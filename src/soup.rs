//! Field extraction from a single news page.
//!
//! [`NewsSoup`] takes a URL or local path, works out the channel and layout,
//! loads the page lazily on first access and extracts title, date, author and
//! body text with the channel's selectors. Each field is computed at most
//! once per instance; failures are logged once and yield `None`.
//!
//! # Example
//!
//! ```ignore
//! let ctx = ClientContext::from_options(&ContextOptions::default())?;
//! let mut soup = NewsSoup::new(&ctx, "https://udn.com/news/story/7320/3407294");
//! println!("{:?} {:?}", soup.title().await, soup.author().await);
//! ```

use crate::author::scan_author;
use crate::config::{ArticleLayout, Layout};
use crate::context::ClientContext;
use crate::document::{self, is_remote, Document};
use crate::models::ExtractedFields;
use crate::transport::{Device, Transport};
use crate::utils::{excise_date, parse_datetime, truncate_chars};
use chrono::NaiveDateTime;
use tracing::{debug, error, warn};

/// Extractor bound to one page.
pub struct NewsSoup<'c, T> {
    ctx: &'c ClientContext<T>,
    path: String,
    channel: Option<String>,
    refresh: bool,
    layout: Option<Layout>,
    loaded: bool,
    conf: Option<ArticleLayout>,
    document: Option<Document>,
    fields: ExtractedFields,
}

impl<'c, T: Transport> NewsSoup<'c, T> {
    /// Bind to `path` (URL or local file). No I/O happens until a field is
    /// requested.
    pub fn new(ctx: &'c ClientContext<T>, path: impl Into<String>) -> Self {
        let path = path.into();
        let channel = ctx.channels().detect_channel(&path).map(str::to_string);
        if channel.is_none() {
            error!(%path, "Unsupported news channel, check the channel configuration");
        }
        Self {
            ctx,
            path,
            channel,
            refresh: false,
            layout: None,
            loaded: false,
            conf: None,
            document: None,
            fields: ExtractedFields::default(),
        }
    }

    /// Ignore cached copies when loading.
    pub fn with_refresh(mut self, refresh: bool) -> Self {
        self.refresh = refresh;
        self
    }

    /// Force a layout instead of deriving it from the URL prefix.
    pub fn with_layout(mut self, layout: Layout) -> Self {
        self.layout = Some(layout);
        self
    }

    pub fn channel(&self) -> Option<&str> {
        self.channel.as_deref()
    }

    /// The page path; normalized once the page has been loaded.
    pub fn path(&self) -> &str {
        &self.path
    }

    async fn ensure_loaded(&mut self) {
        if self.loaded {
            return;
        }
        self.loaded = true;

        let ctx = self.ctx;
        let Some(channel) = self.channel.as_deref() else {
            return;
        };
        let Some(conf) = ctx.channels().get(channel) else {
            return;
        };

        if is_remote(&self.path) {
            self.path = document::normalize_url(
                ctx.transport(),
                Device::Mobile,
                &self.path,
                conf.mobile_host.as_ref(),
            )
            .await;
        }

        let layout = self
            .layout
            .unwrap_or_else(|| conf.detect_layout(&self.path));
        let device = match layout {
            Layout::Desktop => Device::Desktop,
            Layout::Mobile => Device::Mobile,
        };
        debug!(%channel, %layout, path = %self.path, "Loading news page");

        self.conf = conf.article_layout(layout).cloned();
        self.document = document::load(ctx, channel, &self.path, device, self.refresh).await;
    }

    /// Headline, with nested markup stripped.
    pub async fn title(&mut self) -> Option<String> {
        self.ensure_loaded().await;
        let doc = self.document.as_ref()?;
        let conf = self.conf.as_ref()?;
        let channel = self.channel.as_deref().unwrap_or_default();
        self.fields
            .title
            .get_or_init(|| select_field(doc, &conf.title_node, "title", channel, true))
            .clone()
    }

    /// Publication time text as it appears on the page.
    pub async fn date_raw(&mut self) -> Option<String> {
        self.ensure_loaded().await;
        let doc = self.document.as_ref()?;
        let conf = self.conf.as_ref()?;
        let channel = self.channel.as_deref().unwrap_or_default();
        self.fields
            .date_raw
            .get_or_init(|| select_field(doc, &conf.date_node, "date", channel, true))
            .clone()
    }

    /// Publication time parsed with the channel's date format.
    pub async fn date(&mut self) -> Option<NaiveDateTime> {
        let raw = self.date_raw().await;
        let conf = self.conf.as_ref()?;
        let channel = self.channel.as_deref().unwrap_or_default();
        *self.fields.date.get_or_init(|| {
            let raw = raw?;
            let Some(text) = excise_date(&raw, conf.date_regex.as_ref()) else {
                error!(%channel, %raw, pattern = ?conf.date_pattern, "Date pattern does not match");
                return None;
            };
            match parse_datetime(text, &conf.date_format) {
                Ok(date) => Some(date),
                Err(e) => {
                    error!(%channel, %text, format = %conf.date_format, error = %e, "Cannot parse date");
                    None
                }
            }
        })
    }

    /// Reporter or columnist name.
    ///
    /// Channels without a byline element are scanned for one in the body text.
    pub async fn author(&mut self) -> Option<String> {
        self.ensure_loaded().await;
        self.document.as_ref()?;
        let author_node = self.conf.as_ref()?.author_node.clone();

        if !author_node.is_empty() {
            let doc = self.document.as_ref()?;
            let channel = self.channel.as_deref().unwrap_or_default();
            return self
                .fields
                .author
                .get_or_init(|| select_field(doc, &author_node, "author", channel, true))
                .clone();
        }

        let contents = self.contents().await;
        let channel = self.channel.as_deref().unwrap_or_default();
        self.fields
            .author
            .get_or_init(|| match contents {
                Some(text) => {
                    let author = scan_author(&text);
                    if author.is_none() {
                        warn!(%channel, "No byline found in article text");
                    }
                    author
                }
                None => {
                    warn!(%channel, "No article text to scan for a byline");
                    None
                }
            })
            .clone()
    }

    /// Body text: every matched paragraph, trimmed and concatenated in
    /// document order.
    pub async fn contents(&mut self) -> Option<String> {
        self.ensure_loaded().await;
        let doc = self.document.as_ref()?;
        let conf = self.conf.as_ref()?;
        let channel = self.channel.as_deref().unwrap_or_default();
        self.fields
            .contents
            .get_or_init(|| {
                let paragraphs = doc.parsed.root().select_all_text(&conf.article_node);
                if paragraphs.is_empty() {
                    error!(%channel, selector = %conf.article_node, "Article body node not found");
                    return None;
                }
                Some(paragraphs.concat())
            })
            .clone()
    }

    /// Body text cut to at most `limit` characters.
    pub async fn contents_truncated(&mut self, limit: usize) -> Option<String> {
        self.contents()
            .await
            .map(|text| truncate_chars(&text, limit).to_string())
    }

    /// Bytes of title, author, raw date and body over bytes of the page.
    ///
    /// A rough extraction-quality signal; `0.0` when nothing was loaded.
    pub async fn effective_text_rate(&mut self) -> f64 {
        self.ensure_loaded().await;
        let raw_len = match &self.document {
            Some(doc) if doc.raw_len > 0 => doc.raw_len,
            _ => return 0.0,
        };

        let useful: usize = [
            self.title().await,
            self.author().await,
            self.date_raw().await,
            self.contents().await,
        ]
        .iter()
        .flatten()
        .map(String::len)
        .sum();

        useful as f64 / raw_len as f64
    }
}

/// Text of the first node matched by `selector`, logging misses as errors
/// and ambiguous matches as warnings.
fn select_field(
    doc: &Document,
    selector: &str,
    field: &str,
    channel: &str,
    own_only: bool,
) -> Option<String> {
    match doc.parsed.root().select_text(selector, own_only) {
        Some(selected) => {
            if selected.matches > 1 {
                warn!(%channel, field, selector, matches = selected.matches, "Multiple nodes matched, using the first");
            }
            Some(selected.text)
        }
        None => {
            error!(%channel, field, selector, "Node not found");
            None
        }
    }
}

» Work to complete
Your task is to reproduce the records in full, without any alteration.

» Result for this exercise
filename src/soup.rs
//! Field extraction from a single news page.
//!
//! [`NewsSoup`] takes a URL or local path, works out the channel and layout,
//! loads the page lazily on first access and extracts title, date, author and
//! body text with the channel's selectors. Each field is computed at most
//! once per instance; failures are logged once and yield `None`.
//!
//! # Example
//!
//! ```ignore
//! let ctx = ClientContext::from_options(&ContextOptions::default())?;
//! let mut soup = NewsSoup::new(&ctx, "https://udn.com/news/story/7320/3407294");
//! println!("{:?} {:?}", soup.title().await, soup.author().await);
//! ```

use crate::author::scan_author;
use crate::config::{ArticleLayout, Layout};
use crate::context::ClientContext;
use crate::document::{self, is_remote, Document};
use crate::models::ExtractedFields;
use crate::transport::{Device, Transport};
use crate::utils::{excise_date, parse_datetime, truncate_chars};
use chrono::NaiveDateTime;
use tracing::{debug, error, warn};

/// Extractor bound to one page.
pub struct NewsSoup<'c, T> {
    ctx: &'c ClientContext<T>,
    path: String,
    channel: Option<String>,
    refresh: bool,
    layout: Option<Layout>,
    loaded: bool,
    conf: Option<ArticleLayout>,
    document: Option<Document>,
    fields: ExtractedFields,
}

impl<'c, T: Transport> NewsSoup<'c, T> {
    /// Bind to `path` (URL or local file). No I/O happens until a field is
    /// requested.
    pub fn new(ctx: &'c ClientContext<T>, path: impl Into<String>) -> Self {
        let path = path.into();
        let channel = ctx.channels().detect_channel(&path).map(str::to_string);
        if channel.is_none() {
            error!(%path, "Unsupported news channel, check the channel configuration");
        }
        Self {
            ctx,
            path,
            channel,
            refresh: false,
            layout: None,
            loaded: false,
            conf: None,
            document: None,
            fields: ExtractedFields::default(),
        }
    }

    /// Ignore cached copies when loading.
    pub fn with_refresh(mut self, refresh: bool) -> Self {
        self.refresh = refresh;
        self
    }

    /// Force a layout instead of deriving it from the URL prefix.
    pub fn with_layout(mut self, layout: Layout) -> Self {
        self.layout = Some(layout);
        self
    }

    pub fn channel(&self) -> Option<&str> {
        self.channel.as_deref()
    }

    /// The page path; normalized once the page has been loaded.
    pub fn path(&self) -> &str {
        &self.path
    }

    async fn ensure_loaded(&mut self) {
        if self.loaded {
            return;
        }
        self.loaded = true;

        let ctx = self.ctx;
        let Some(channel) = self.channel.as_deref() else {
            return;
        };
        let Some(conf) = ctx.channels().get(channel) else {
            return;
        };

        if is_remote(&self.path) {
            self.path = document::normalize_url(
                ctx.transport(),
                Device::Mobile,
                &self.path,
                conf.mobile_host.as_ref(),
            )
            .await;
        }

        let layout = self
            .layout
            .unwrap_or_else(|| conf.detect_layout(&self.path));
        let device = match layout {
            Layout::Desktop => Device::Desktop,
            Layout::Mobile => Device::Mobile,
        };
        debug!(%channel, %layout, path = %self.path, "Loading news page");

        self.conf = conf.article_layout(layout).cloned();
        self.document = document::load(ctx, channel, &self.path, device, self.refresh).await;
    }

    /// Headline, with nested markup stripped.
    pub async fn title(&mut self) -> Option<String> {
        self.ensure_loaded().await;
        let doc = self.document.as_ref()?;
        let conf = self.conf.as_ref()?;
        let channel = self.channel.as_deref().unwrap_or_default();
        self.fields
            .title
            .get_or_init(|| select_field(doc, &conf.title_node, "title", channel, true))
            .clone()
    }

    /// Publication time text as it appears on the page.
    pub async fn date_raw(&mut self) -> Option<String> {
        self.ensure_loaded().await;
        let doc = self.document.as_ref()?;
        let conf = self.conf.as_ref()?;
        let channel = self.channel.as_deref().unwrap_or_default();
        self.fields
            .date_raw
            .get_or_init(|| select_field(doc, &conf.date_node, "date", channel, true))
            .clone()
    }

    /// Publication time parsed with the channel's date format.
    pub async fn date(&mut self) -> Option<NaiveDateTime> {
        let raw = self.date_raw().await;
        let conf = self.conf.as_ref()?;
        let channel = self.channel.as_deref().unwrap_or_default();
        *self.fields.date.get_or_init(|| {
            let raw = raw?;
            let Some(text) = excise_date(&raw, conf.date_regex.as_ref()) else {
                error!(%channel, %raw, pattern = ?conf.date_pattern, "Date pattern does not match");
                return None;
            };
            match parse_datetime(text, &conf.date_format) {
                Ok(date) => Some(date),
                Err(e) => {
                    error!(%channel, %text, format = %conf.date_format, error = %e, "Cannot parse date");
                    None
                }
            }
        })
    }

    /// Reporter or columnist name.
    ///
    /// Channels without a byline element are scanned for one in the body text.
    pub async fn author(&mut self) -> Option<String> {
        self.ensure_loaded().await;
        self.document.as_ref()?;
        let author_node = self.conf.as_ref()?.author_node.clone();

        if !author_node.is_empty() {
            let doc = self.document.as_ref()?;
            let channel = self.channel.as_deref().unwrap_or_default();
            return self
                .fields
                .author
                .get_or_init(|| select_field(doc, &author_node, "author", channel, true))
                .clone();
        }

        let contents = self.contents().await;
        let channel = self.channel.as_deref().unwrap_or_default();
        self.fields
            .author
            .get_or_init(|| match contents {
                Some(text) => {
                    let author = scan_author(&text);
                    if author.is_none() {
                        warn!(%channel, "No byline found in article text");
                    }
                    author
                }
                None => {
                    warn!(%channel, "No article text to scan for a byline");
                    None
                }
            })
            .clone()
    }

    /// Body text: every matched paragraph, trimmed and concatenated in
    /// document order.
    pub async fn contents(&mut self) -> Option<String> {
        self.ensure_loaded().await;
        let doc = self.document.as_ref()?;
        let conf = self.conf.as_ref()?;
        let channel = self.channel.as_deref().unwrap_or_default();
        self.fields
            .contents
            .get_or_init(|| {
                let paragraphs = doc.parsed.root().select_all_text(&conf.article_node);
                if paragraphs.is_empty() {
                    error!(%channel, selector = %conf.article_node, "Article body node not found");
                    return None;
                }
                Some(paragraphs.concat())
            })
            .clone()
    }

    /// Body text cut to at most `limit` characters.
    pub async fn contents_truncated(&mut self, limit: usize) -> Option<String> {
        self.contents()
            .await
            .map(|text| truncate_chars(&text, limit).to_string())
    }

    /// Bytes of title, author, raw date and body over bytes of the page.
    ///
    /// A rough extraction-quality signal; `0.0` when nothing was loaded.
    pub async fn effective_text_rate(&mut self) -> f64 {
        self.ensure_loaded().await;
        let raw_len = match &self.document {
            Some(doc) if doc.raw_len > 0 => doc.raw_len,
            _ => return 0.0,
        };

        let useful: usize = [
            self.title().await,
            self.author().await,
            self.date_raw().await,
            self.contents().await,
        ]
        .iter()
        .flatten()
        .map(String::len)
        .sum();

        useful as f64 / raw_len as f64
    }
}

/// Text of the first node matched by `selector`, logging misses as errors
/// and ambiguous matches as warnings.
fn select_field(
    doc: &Document,
    selector: &str,
    field: &str,
    channel: &str,
    own_only: bool,
) -> Option<String> {
    match doc.parsed.root().select_text(selector, own_only) {
        Some(selected) => {
            if selected.matches > 1 {
                warn!(%channel, field, selector, matches = selected.matches, "Multiple nodes matched, using the first");
            }
            Some(selected.text)
        }
        None => {
            error!(%channel, field, selector, "Node not found");
            None
        }
    }
}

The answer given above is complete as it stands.